The malaria parasite’s shifting defenses against antimalarial drugs have been shadowed by scientists on the lookout for new druggable targets. The scientists, led by researchers based at the University of California San Diego School of Medicine, used experimental evolution and whole-genome analysis to identify drug-resistance genes. The scientists conducted this work systematically, producing a map of the chemogenetic landscape that could guide the design of small-molecule inhibitors against the malaria parasite, which kills hundreds of thousands of people each year.

Details of the work appeared January 12 in the journal Science, in an article entitled “Mapping the Malaria Parasite Druggable Genome by Using In Vitro Evolution and Chemogenomics.” This article describes how the scientists performed a genome analysis of 262 Plasmodium falciparum parasites resistant to 37 diverse compounds. P. falciparum, a unicellular protozoan transmitted to humans through the bite of infected Anopheles mosquitos, is responsible for approximately half of all malaria cases.

“We found 159 gene amplifications and 148 nonsynonymous changes in 83 genes associated with drug-resistance acquisition, where gene amplifications contributed to one-third of resistance acquisition events,” wrote the article’s authors. “Beyond confirming previously identified multidrug-resistance mechanisms, we discovered hitherto unrecognized drug target–inhibitor pairs, including thymidylate synthase and a benzoquinazolinone, farnesyltransferase and a pyrimidinedione, and a dipeptidylpeptidase and an arylurea.”

In 83 key genes that are associated with drug resistance, the researchers identified hundreds of changes that could be mediating this effect, including repeated genetic coding or mutations resulting in altered proteins. The researchers then used P. falciparum clones and exposed them to the compounds over time to induce resistance, monitoring the genetic changes that occurred as resistance developed.

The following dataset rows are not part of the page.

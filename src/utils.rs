use std::fmt;


// useful for printing bytes that may not decode to anything sensible
pub fn hex_bytes(bytes: &[u8]) -> HexBytes<'_> {
    HexBytes { bytes }
}

pub struct HexBytes<'b> {
    bytes: &'b [u8],
}

impl fmt::Display for HexBytes<'_> {
    fn fmt(&self, fmt: &mut fmt::Formatter<'_>) -> fmt::Result {
        let mut bytes = self.bytes.iter();
        if let Some(first) = bytes.next() {
            write!(fmt, "{:02X}", first)?;
        }
        for byte in bytes {
            write!(fmt, " {:02X}", byte)?;
        }
        Ok(())
    }
}

// like C's %g: plain digits for ordinary magnitudes, exponent form outside them
// so a huge or tiny value can't swamp the output
pub fn general_float(value: f64) -> GeneralFloat {
    GeneralFloat { value }
}

pub struct GeneralFloat {
    value: f64,
}

impl GeneralFloat {
    const MIN_PLAIN: f64 = 1e-4;
    const MAX_PLAIN: f64 = 1e16;
}

impl fmt::Display for GeneralFloat {
    fn fmt(&self, fmt: &mut fmt::Formatter<'_>) -> fmt::Result {
        let magnitude = self.value.abs();
        let plain = !magnitude.is_finite() || magnitude == 0.0
            || (Self::MIN_PLAIN..Self::MAX_PLAIN).contains(&magnitude);

        if plain { write!(fmt, "{}", self.value) }
        else { write!(fmt, "{:e}", self.value) }
    }
}

/// Parses whitespace separated hex byte pairs, e.g. "01 00 00"
pub fn parse_hex_bytes(text: &str) -> Result<Vec<u8>, std::num::ParseIntError> {
    text.split_whitespace()
        .map(|pair| u8::from_str_radix(pair.trim_start_matches("0x"), 16))
        .collect()
}


// Formats an error that may have a message and/or a source error
pub fn format_error(fmt: &mut fmt::Formatter<'_>, title: &str, message: Option<&str>, source: Option<&dyn std::error::Error>) -> fmt::Result {
    // empty messages are formatted the same as no message
    let message =
        if let Some("") = message { None }
        else { message };

    match (message, source) {
        (None, None) => fmt.write_str(title),
        (None, Some(error)) => write!(fmt, "{}: {}", title, error),
        (Some(message), None) => write!(fmt, "{}: {}", title, message),
        (Some(message), Some(error)) => write!(fmt, "{}: {}: {}", title, message, error),
    }
}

Remarkably, the researchers found that they could identify a likely target, or resistance gene, for every compound. In particular, they identified mutations that repeatedly occurred upon individual exposure to a variety of drugs, meaning that these particular mutations are likely mediating resistance to numerous existing treatments.

“A single human infection can result in a person containing upwards of a trillion asexual blood stage parasites,” said Elizabeth Winzeler, Ph.D., the study’s senior author and professor of pharmacology and drug discovery in the department of pediatrics at UC San Diego School of Medicine. “Even with a relatively slow random mutation rate, these numbers confer extraordinary adaptability. In just a few cycles of replication, the P. falciparum genome can acquire a random genetic change that may render at least one parasite resistant to the activity of a drug or human-encoded antibody.”

Such rapid evolution poses significant challenges to controlling the disease, said researchers, but it can also be exploited in vitro to document precisely how the parasite evolves in the presence of known antimalarials to create drug resistance. It can also be used to reveal new drug targets.

Rather than focus upon the interaction of parasites to single compounds or investigate single suspect genes in P. falciparum, Dr. Winzeler and colleagues used whole-genome sequencing and a diverse set of antimalarial compounds. The resulting dataset revealed a diversity of mutations. Resistant parasites often contained a mutation in a presumptive target gene and additional mutations in other, unrelated genes.

This work confirmed previously known genetic modifications that substantially contribute to the parasites' drug resistance, but it also revealed new targets that deepen understanding of the parasites' underlying biology.

“Our findings showed and underscored the challenging complexity of evolved drug resistance in P. falciparum,” stated Dr. Winzeler, “but they also identified new drug targets or resistance genes for every compound for which resistant parasites were generated. It revealed the complicated chemogenetic landscape of P. falciparum, but also provided a potential guide for designing new small-molecule inhibitors to fight this pathogen.”